A series of daily updates for CHO members regarding relevant updates pertaining to Coronavirus from home and abroad.

Key Announcements:

  • The number of people who tested positive for the virus yesterday in the UK was 4,654, with 23 people sadly losing their lives within 28 days of testing positive.
  • Scientists have said that new Covid vaccines will be needed globally within a year, as a survey of experts in relevant fields concluded that new variants of the virus could arise in countries with a low vaccine coverage.
  • Prime Minister Boris Johnson has joined more than 20 world leaders in calling for a new global settlement to help the world prepare for future pandemics.
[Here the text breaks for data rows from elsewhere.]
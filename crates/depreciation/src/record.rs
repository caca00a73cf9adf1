use chrono::{DateTime, NaiveDate, Utc};
use serde::{Deserialize, Serialize};

use assetbook_core::{AssetId, JournalRef, Money, UserId};

use crate::asset::DepreciationMethod;
use crate::period::PeriodKey;

/// One posted depreciation period for one asset.
///
/// Keyed by `(asset_id, period_key())`. For a given asset the records ordered
/// by `period_number` have non-decreasing `accumulated_after`, and the last one
/// matches the asset's running totals.
#[derive(Debug, Clone, PartialEq, Eq, Serialize, Deserialize)]
pub struct DepreciationRecord {
    pub asset_id: AssetId,
    /// Last day of the period's month.
    pub period_date: NaiveDate,
    /// 1-based position in the asset's series.
    pub period_number: u32,
    pub amount: Money,
    pub accumulated_after: Money,
    pub book_value_after: Money,
    pub method: DepreciationMethod,
    /// Weak link to a general-ledger entry; never owned by the engine.
    pub journal_ref: Option<JournalRef>,
    pub note: Option<String>,
    pub created_by: Option<UserId>,
    pub created_at: DateTime<Utc>,
}

impl DepreciationRecord {
    pub fn period_key(&self) -> PeriodKey {
        PeriodKey::of(self.period_date)
    }
}

/// Fields a record keeps across a rebuild when its period is regenerated.
#[derive(Debug, Clone, PartialEq, Eq)]
pub struct Provenance {
    pub journal_ref: Option<JournalRef>,
    pub note: Option<String>,
    pub created_by: Option<UserId>,
    pub created_at: DateTime<Utc>,
}

impl From<&DepreciationRecord> for Provenance {
    fn from(record: &DepreciationRecord) -> Self {
        Self {
            journal_ref: record.journal_ref,
            note: record.note.clone(),
            created_by: record.created_by,
            created_at: record.created_at,
        }
    }
}
//! `assetbook-core`: domain foundation building blocks.
//!
//! This crate contains **pure domain** primitives (no infrastructure concerns):
//! identifiers, the domain error model, and the `Money` value object shared by
//! the depreciation engine and the accounting boundary.

pub mod entity;
pub mod error;
pub mod id;
pub mod money;
pub mod value_object;

pub use entity::Entity;
pub use error::DomainError;
pub use id::{AssetId, JournalRef, UserId};
pub use money::{Money, MONEY_SCALE};
pub use value_object::ValueObject;
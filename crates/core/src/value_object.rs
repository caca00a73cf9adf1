//! Value object trait: equality by value, not identity.

/// Marker trait for value objects.
///
/// Value objects have **no identity**: two instances with the same attribute
/// values are interchangeable. They are immutable; "changing" one means building
/// a new value.
///
/// ```ignore
/// let a = Money::from_major(1_000);
/// let b = Money::from_major(1_000);
/// assert_eq!(a, b);
/// ```
pub trait ValueObject: Clone + PartialEq + core::fmt::Debug {}
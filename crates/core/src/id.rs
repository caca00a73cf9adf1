//! Strongly-typed identifiers used across the domain.

use core::str::FromStr;
use serde::{Deserialize, Serialize};
use uuid::Uuid;

use crate::error::DomainError;

/// Identifier of a fixed asset.
#[derive(Debug, Copy, Clone, PartialEq, Eq, Hash, PartialOrd, Ord, Serialize, Deserialize)]
#[serde(transparent)]
pub struct AssetId(Uuid);

/// Identifier of a user (operator running a batch, author of a record).
#[derive(Debug, Copy, Clone, PartialEq, Eq, Hash, Serialize, Deserialize)]
#[serde(transparent)]
pub struct UserId(Uuid);

/// Opaque reference to an entry in the external general ledger.
///
/// The depreciation engine never owns journal entries; it only carries this
/// reference forward so accounting links survive a ledger rebuild.
#[derive(Debug, Copy, Clone, PartialEq, Eq, Hash, Serialize, Deserialize)]
#[serde(transparent)]
pub struct JournalRef(Uuid);

macro_rules! impl_uuid_newtype {
    ($t:ty, $name:literal) => {
        impl $t {
            /// Create a new identifier.
            ///
            /// Uses UUIDv7 (time-ordered). Prefer passing IDs explicitly in tests
            /// for determinism.
            pub fn new() -> Self {
                Self(Uuid::now_v7())
            }

            pub fn from_uuid(uuid: Uuid) -> Self {
                Self(uuid)
            }

            pub fn as_uuid(&self) -> &Uuid {
                &self.0
            }
        }

        impl Default for $t {
            fn default() -> Self {
                Self::new()
            }
        }

        impl core::fmt::Display for $t {
            fn fmt(&self, f: &mut core::fmt::Formatter<'_>) -> core::fmt::Result {
                core::fmt::Display::fmt(&self.0, f)
            }
        }

        impl From<Uuid> for $t {
            fn from(value: Uuid) -> Self {
                Self(value)
            }
        }

        impl From<$t> for Uuid {
            fn from(value: $t) -> Self {
                value.0
            }
        }

        impl FromStr for $t {
            type Err = DomainError;

            fn from_str(s: &str) -> Result<Self, Self::Err> {
                let uuid = Uuid::from_str(s)
                    .map_err(|e| DomainError::invalid_id(format!("{}: {}", $name, e)))?;
                Ok(Self(uuid))
            }
        }
    };
}

impl_uuid_newtype!(AssetId, "AssetId");
impl_uuid_newtype!(UserId, "UserId");
impl_uuid_newtype!(JournalRef, "JournalRef");

#[cfg(test)]
mod tests {
    use super::*;

    #[test]
    fn parse_round_trips_display() {
        let id = AssetId::new();
        let parsed: AssetId = id.to_string().parse().unwrap();
        assert_eq!(parsed, id);
    }

    #[test]
    fn parse_reports_type_name() {
        let err = "not-a-uuid".parse::<JournalRef>().unwrap_err();
        match err {
            DomainError::InvalidId(msg) => assert!(msg.starts_with("JournalRef")),
            other => panic!("unexpected error: {other:?}"),
        }
    }
}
They say another pandemic or health crisis is a matter of “not if, but when”.
  • A major intervention letter led by Sir Lenny Henry urges Black Britons to get the Covid-19 vaccine. This comes after data from the Office for National Statistics reported that just 49 percent of Black or Black British adults said they were likely to have the jab. Henry is joined by other high-profile figures, such as Chiwetel Ejiofo and KSI, alongside calls from the NHS.

Devolved

  • Northern Ireland’s First Minister Arlene Foster said she was “delighted” to have received her first AstraZeneca jab.
  • Cardiff’s homeless numbers are down 90 per cent from pre-pandemic times. Cardiff council said the number of people sleeping rough fell from about 80 in September 2019, to around 8.

International

  • Canada has suspended its use of the AstraZeneca Covid vaccine for those under 55, claiming that there is “substantial uncertainty about the benefit” of the vaccine, given the risk of a rare type of blood clot.
  • A team of international experts will present their findings today from a mission to China, which concluded that Covid-19 probably passed to humans from a bat via an intermediary animal, all but ruling out a laboratory leak.
  • France recorded the highest number of people in intensive care units with Covid-19 since the second lockdown in November and the number of people in hospital with the disease rose by over 600 in a day, the biggest jump in more than four months.

Stakeholder

  • The NHS confederation has said that there is more work to do to make sure that access to the vaccine is equitable. Dr Layla McCay, director of policy at the NHS Confederation, also said that there was more work to be done to “to overcome vaccine hesitancy, as marginalisation clearly plays a major part in pushing uptake down”.